Un rapport remis jeudi 15 février au gouvernement par l'ancien patron d'Air France Jean-Cyril Spinetta préconise de profondes réformes de la SNCF. Parmi elles, une transformation de l'entreprise publique en société anonyme et la fin du statut de cheminot à l'embauche.
Le rapporteur estime que "la situation du transport ferroviaire est préoccupante" et que ses "performances ne sont pas satisfaisantes". Afin de remédier à cette situation, Jean-Cyril Spinetta a rédigé 43 propositions, dont certaines pourraient profondément modifier le fonctionnement de la SNCF. De son côté, la CGT Cheminots dénonce une "politique antiferroviaire" et promet "un conflit sévère" si cette dernière est maintenue. Franceinfo fait le point.

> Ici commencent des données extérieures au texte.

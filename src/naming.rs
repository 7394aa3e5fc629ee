//! Output filename conventions.
//!
//! Every item in the manifest lands on disk under its identifier, not its
//! source filename. The source only contributes its extension:
//!
//! ```text
//! photos.dawn   src = "raw/IMG_0042.JPG"   →  dawn.JPG
//!                                          →  dawn.small.JPG
//! assets.cover  src = "cover.png"          →  assets/cover.png
//!                                          →  assets/cover.small.png
//! ```
//!
//! Extensions are carried over verbatim (case included) so a site generator
//! can reconstruct both names from the manifest alone.

use std::ffi::OsString;
use std::path::{Path, PathBuf};

/// Marker inserted between stem and extension for derivative images.
pub const DERIVATIVE_MARKER: &str = "small";

/// Extension of `src` including the leading dot, or an empty string.
///
/// - `"a/b/photo.jpg"` → `".jpg"`
/// - `"photo.tar.gz"` → `".gz"`
/// - `"README"` → `""`
/// - `"photo."` → `""`
pub fn source_extension(src: &str) -> String {
    Path::new(src)
        .extension()
        .filter(|ext| !ext.is_empty())
        .map(|ext| format!(".{}", ext.to_string_lossy()))
        .unwrap_or_default()
}

/// Output filename for an item: `<id><ext>`, with the extension taken from `src`.
pub fn item_filename(id: &str, src: &str) -> String {
    format!("{}{}", id, source_extension(src))
}

/// Derivative path for a full-size copy: `<stem>.small<ext>` beside it.
///
/// An extension-less `path` yields `<name>.small`.
pub fn derivative_path(path: &Path) -> PathBuf {
    let stem = path.file_stem().map(OsString::from).unwrap_or_default();

    let mut name = stem;
    name.push(".");
    name.push(DERIVATIVE_MARKER);
    if let Some(ext) = path.extension().filter(|ext| !ext.is_empty()) {
        name.push(".");
        name.push(ext);
    }
    path.with_file_name(name)
}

Vers un statut de société anonyme
Le rapport préconise de changer le statut de la SNCF, groupe composé de trois établissements publics à caractère industriel et commercial (Epic) : SNCF, SNCF Réseau et SNCF Mobilités. Deux de ses composantes, SNCF Mobilités (qui exploite les trains) et SNCF Réseau (qui gère les rails), seraient transformées en sociétés anonymes à capitaux publics. SNCF Mobilités serait transformée au motif que "sa forme juridique actuelle n’est pas durablement compatible avec les exigences européennes" dans la perspective de l’arrivée de la concurrence, précise Le Monde.
Le statut actuel de la SNCF assure en effet une garantie illimitée de l'Etat, ce qui serait incompatible avec l'ouverture à la concurrence pour Mobilités et interdirait à Réseau de reconstituer une dette "non soutenable". Selon le rapporteur, ce changement de statut serait un garde-fou contre la "tentation" de l’endettement permanent. De leur côté, les syndicats y voient les prémices d'une privatisation et dénoncent une politique de "casse sociale".
La réduction du réseau TGV
"Le réseau à grande vitesse peut être considéré comme abouti" et construire de nouvelles lignes "entraînerait le TGV au-delà de sa zone de pertinence économique, c'est-à-dire les dessertes de très grandes agglomérations avec des trajets durant jusqu'à trois heures", estime le rapporteur. Le rapport préconise de régénérer les lignes les plus anciennes comme Paris-Lyon, Paris-Tours et Paris-Lille.
La fermeture des "petites lignes"
Jean-Cyril Spinetta appelle à un audit des "petites lignes", qui mobilisent actuellement 16% des moyens consacrés au ferroviaire, mais voient passer moins de 10% des trains et transportent 2% des voyageurs. Il recommande de "recentrer le transport ferroviaire sur son domaine de pertinence : les transports du quotidien en zone urbaine et périurbaine et les dessertes à grande vitesse entre les principales métropoles françaises". Les communes les plus petites pourraient donc être désavantagées.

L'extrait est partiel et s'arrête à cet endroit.